NFS and iSCSI are great, but there’s no getting away from the fact that they depend on TCP retransmission mechanics. This is a problem in larger environments, which is why Fibre Channel has continued to remain a very viable technology. The higher you go in the network protocol stack, the longer the latencies that occur in various operations. This can mean seconds, and normally many tens of seconds for state/loss of connection. EMC, NetApp, and VMware recommend that timeouts for NFS and iSCSI datastores be set to at least 60 seconds. FCoE expects most transmission loss handling to be done at the Ethernet layer, for lossless congestion handling and legacy CRC mechanisms for line errors. This means link state sensitivity is in the millisecond or even microsecond range. This is an important difference that ultimately is behind why iSCSI didn’t displace Fibre Channel in larger environments.

Until recently, storage arrays were not supporting native FCoE connectivity. NetApp was first to market with FCoE support, though there were some caveats and the technology was “Gen 1”, which most folks prefer to avoid in production environments. Native FCoE attach also did not support a multi-hop environment. FCoE has been ratified as a standard now, some of the minor “gotchas” have been taken care of with firmware updates, and EMC has also released UltraFlex modules for the CX/NS line that allow you to natively attach your array to a FCoE enabled switch. These capabilities will most certainly accelerate the deployement of more FCoE.

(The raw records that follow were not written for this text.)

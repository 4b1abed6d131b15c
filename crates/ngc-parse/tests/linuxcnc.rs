//! End-to-end tests for the LinuxCNC dialect: named parameters,
//! semicolon comments, and the extended word table.

use indexmap::IndexMap;

use ngc_parse::{Dialect, Error, Line, MachineState, Number, Parsed, Parser, StartRule, Word};

// ============================================================================
// HELPERS
// ============================================================================

fn named_state(parameters: impl IntoIterator<Item = (&'static str, i64)>) -> MachineState {
    MachineState::new().with_named_parameters(
        parameters
            .into_iter()
            .map(|(name, value)| (name, Number::Int(value))),
    )
}

fn word(letter: char, number: impl Into<Number>) -> Word {
    let number = number.into();
    let letter = letter.to_ascii_uppercase();
    let info = Dialect::linuxcnc()
        .resolve(letter, number)
        .unwrap_or_else(|| panic!("word {letter}{number} not in the dialect tables"));
    Word::new(letter, number, info.ordering)
}

// ============================================================================
// NAMED PARAMETERS
// ============================================================================

#[test]
fn test_named_parameter_lookup() {
    let mut parser = Parser::with_state(Dialect::linuxcnc(), named_state([("defined", 123)]));
    assert_eq!(
        parser.parse_rule(StartRule::NamedParameter, "#<defined>"),
        Ok(Parsed::Number(Number::Int(123)))
    );
}

#[test]
fn test_named_parameter_lookup_is_case_insensitive() {
    let mut parser = Parser::with_state(Dialect::linuxcnc(), named_state([("Defined", 123)]));
    assert_eq!(
        parser.parse_rule(StartRule::NamedParameter, "#<DEFINED>"),
        Ok(Parsed::Number(Number::Int(123)))
    );
}

#[test]
fn test_named_parameter_errors() {
    let mut parser = Parser::with_state(Dialect::linuxcnc(), named_state([("defined", 123)]));
    assert_eq!(
        parser.parse_rule(StartRule::NamedParameter, "#<undefined>"),
        Err(Error::UndefinedParameter("#<undefined>".into()))
    );
    assert!(matches!(
        parser.parse_rule(StartRule::NamedParameter, "#banana"),
        Err(Error::Parse { .. })
    ));
    assert!(matches!(
        parser.parse_rule(StartRule::NamedParameter, "#<>"),
        Err(Error::Parse { .. })
    ));
    assert!(matches!(
        parser.parse_rule(StartRule::NamedParameter, "#<unterminated"),
        Err(Error::Parse { .. })
    ));
}

#[test]
fn test_named_parameters_unavailable_in_baseline() {
    let mut parser = Parser::new(Dialect::rs274ngc());
    assert!(matches!(
        parser.parse_rule(StartRule::NamedParameter, "#<x>"),
        Err(Error::Parse { .. })
    ));
}

// ============================================================================
// SEMICOLON COMMENTS
// ============================================================================

#[test]
fn test_semicolon_comment_takes_the_whole_line() {
    let mut parser = Parser::new(Dialect::linuxcnc());
    assert_eq!(
        parser.parse_line("; L10 G0 X0").unwrap(),
        Line {
            comments: vec!["L10 G0 X0".into()],
            ..Line::default()
        }
    );
}

#[test]
fn test_semicolon_comment_after_words() {
    let mut parser = Parser::new(Dialect::linuxcnc());
    assert_eq!(
        parser
            .parse_line("G0 (first comment) X1 (second comment) ;semicolon comment (still)")
            .unwrap(),
        Line {
            words: vec![word('g', 0), word('x', 1)],
            comments: vec![
                "first comment".into(),
                "second comment".into(),
                "semicolon comment (still)".into(),
            ],
            ..Line::default()
        }
    );
}

#[test]
fn test_semicolon_comment_renders_parenthesized() {
    let mut parser = Parser::new(Dialect::linuxcnc());
    let line = parser.parse_line("; a comment").unwrap();
    assert_eq!(line.to_string(), "(a comment)");
}

// ============================================================================
// NAMED ASSIGNMENTS
// ============================================================================

#[test]
fn test_named_assignment_reads_pre_commit_value() {
    let initial = named_state([("defined", 10), ("param", 1)]);
    let mut parser = Parser::with_state(Dialect::linuxcnc(), initial.clone());

    // X#<param> sees the value from the start of the line, not the 10
    // assigned just before it.
    assert_eq!(
        parser.parse_line("#<param> = #<defined> G0 X#<param>").unwrap(),
        Line {
            words: vec![word('g', 0), word('x', 1)],
            named_assignments: IndexMap::from([("param".to_string(), Number::Int(10))]),
            ..Line::default()
        }
    );

    // The initial state is untouched; the parser's state has committed.
    assert_eq!(initial.named_parameter("param").unwrap(), Number::Int(1));
    let state = parser.machine_state();
    assert_eq!(state.named_parameter("defined").unwrap(), Number::Int(10));
    assert_eq!(state.named_parameter("param").unwrap(), Number::Int(10));
}

#[test]
fn test_named_assignment_folds_case() {
    let mut parser = Parser::new(Dialect::linuxcnc());
    let line = parser.parse_line("#<Depth> = 2").unwrap();
    assert_eq!(
        line.named_assignments,
        IndexMap::from([("depth".to_string(), Number::Int(2))])
    );
    // Committed under the folded key, readable in any case.
    let line = parser.parse_line("G0 Z#<DEPTH>").unwrap();
    assert_eq!(line.words[1].number, Number::Int(2));
}

// ============================================================================
// PROGRAMS
// ============================================================================

#[test]
fn test_program() {
    // A small integration test using the language features together.
    let mut parser = Parser::with_state(Dialect::linuxcnc(), named_state([("defined", 10)]));

    let source = [
        "#<first> = 1 #123 = 1 G0 X#<defined> G53", // set G53, G0 X10, assign variables
        "N10 #123 = 2 G#<first> X#123 ; a comment", // G1 X1
        "; another comment",
    ]
    .join("\n");

    let lines = parser.parse(&source).unwrap();

    assert_eq!(
        lines,
        vec![
            Line {
                words: vec![word('g', 53), word('g', 0), word('X', 10)],
                named_assignments: IndexMap::from([("first".to_string(), Number::Int(1))]),
                numeric_assignments: IndexMap::from([(123, Number::Int(1))]),
                ..Line::default()
            },
            Line {
                line_number: Some(10),
                words: vec![word('g', 1), word('x', 1)],
                comments: vec!["a comment".into()],
                numeric_assignments: IndexMap::from([(123, Number::Int(2))]),
                ..Line::default()
            },
            Line {
                comments: vec!["another comment".into()],
                ..Line::default()
            },
        ]
    );

    let state = parser.machine_state();
    assert_eq!(state.parameters().len(), 1);
    assert_eq!(state.parameter(123).unwrap(), Number::Int(2));
    assert_eq!(state.named_parameters().len(), 2);
    assert_eq!(state.named_parameter("first").unwrap(), Number::Int(1));
    assert_eq!(state.named_parameter("defined").unwrap(), Number::Int(10));
}

#[test]
fn test_nested_parameters_and_precedence() {
    let state = MachineState::new().with_parameters([(0, Number::Int(0)), (1, Number::Int(1))]);
    let mut parser = Parser::with_state(Dialect::linuxcnc(), state);

    // G[#[#1-sin[90]]]: #1 - sin[90] folds to 0.0, indexing #0, which
    // holds 0 - so the word is G0. The X expression exercises the three
    // binary levels and ln[1] = 0.
    let line = parser
        .parse_line("G[#[#1-sin[90]]] X[1 * 1/1 - 1 ** 1 + LN[1]]")
        .unwrap();

    assert_eq!(line.words, vec![word('g', 0), word('X', 0.0)]);
    assert_eq!(line.words[0].ordering, 210);
}

#[test]
fn test_extended_words_parse() {
    let mut parser = Parser::new(Dialect::linuxcnc());
    let line = parser.parse_line("G33.1 Z-1 K0.5").unwrap();
    assert_eq!(line.words[0], word('g', 33.1));
    assert_eq!(line.words[0].ordering, 210);
}

#[test]
fn test_dropped_baseline_words_lose_their_metadata() {
    // G84 is a modal command in the baseline, but LinuxCNC dropped it:
    // there it only resolves through the generic G letter entry.
    let mut baseline = Parser::new(Dialect::rs274ngc());
    assert_eq!(baseline.parse_line("G84").unwrap().words[0].ordering, 210);

    let mut linuxcnc = Parser::new(Dialect::linuxcnc());
    assert_eq!(linuxcnc.parse_line("G84").unwrap().words[0].ordering, 999);
}

#[test]
fn test_block_delete_with_semicolon_comment() {
    let state = MachineState::new().with_block_delete_switch(true);
    let mut parser = Parser::with_state(Dialect::linuxcnc(), state);
    assert_eq!(
        parser.parse_line("/ G0 X1 ; gone").unwrap(),
        Line {
            comments: vec!["/ G0 X1 ; gone".into()],
            ..Line::default()
        }
    );
}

At the host-level, early versions of the Converged Network Adapter (CNA) were actually two separate chipsets included on a single PCI card. This was a duct-tape and bailing wire way to get host support for FCoE out to the market quickly. Now, Gen2 CNA’s are hitting the market, which are based upon a single-chipset. FCoE on the motherboard is also coming in the not-too-distant future, and these developments will also contribute to accelerated adoption of FCoE.

Recommendations

The best use case for FCoE is still for customers who are building a completely new data center, or refreshing their entire data center network. I would go so far as to say it is a no-brainer to deploy 10GbE infrastructure in these situations. For customers with bandwidth exceeding 60MB/sec, it will most certainly make sense to leverage FCoE functionality. With a 10GbE infrastructure in place already, the uplift to implement FCoE should be relatively minimal. One important caveat to consider before implementing a converged infrastructure is to have organization discussions about management responsibility of the switch infrastructure. This will particularly apply to environments where the network team is separate from the storage team. Policies and procedures will have to be put in place for one group to manage the device, or create ACL’s and a rights-delegation structure that allow the LAN team to manage LAN traffic and the storage team to manage SAN traffic over the same wire.

The above option is a great use-case, but it still involves a fair amount of pieces and parts despite being streamlined as compared to an environment where LAN and SAN were completely separate. Another use case for implementing FCoE today that is incredibly simple and streamlined is to make it part of a server refresh. The Cisco UCS B-series blade-chassis offers some impressive advantages over other blade options, and FCoE is built right in. This allows the management and cabling setup of the Cisco UCS to be much cleaner as compared to other blade chassis options. With FCoE already being part of the UCS chassis right out of the box, there is relatively little infrastructure changes required in the environment, management is handled from the same management GUI as the blade chassis, and there is no need to do any cabling other than perhaps add a FC uplink to an existing FC SAN environment if one exists.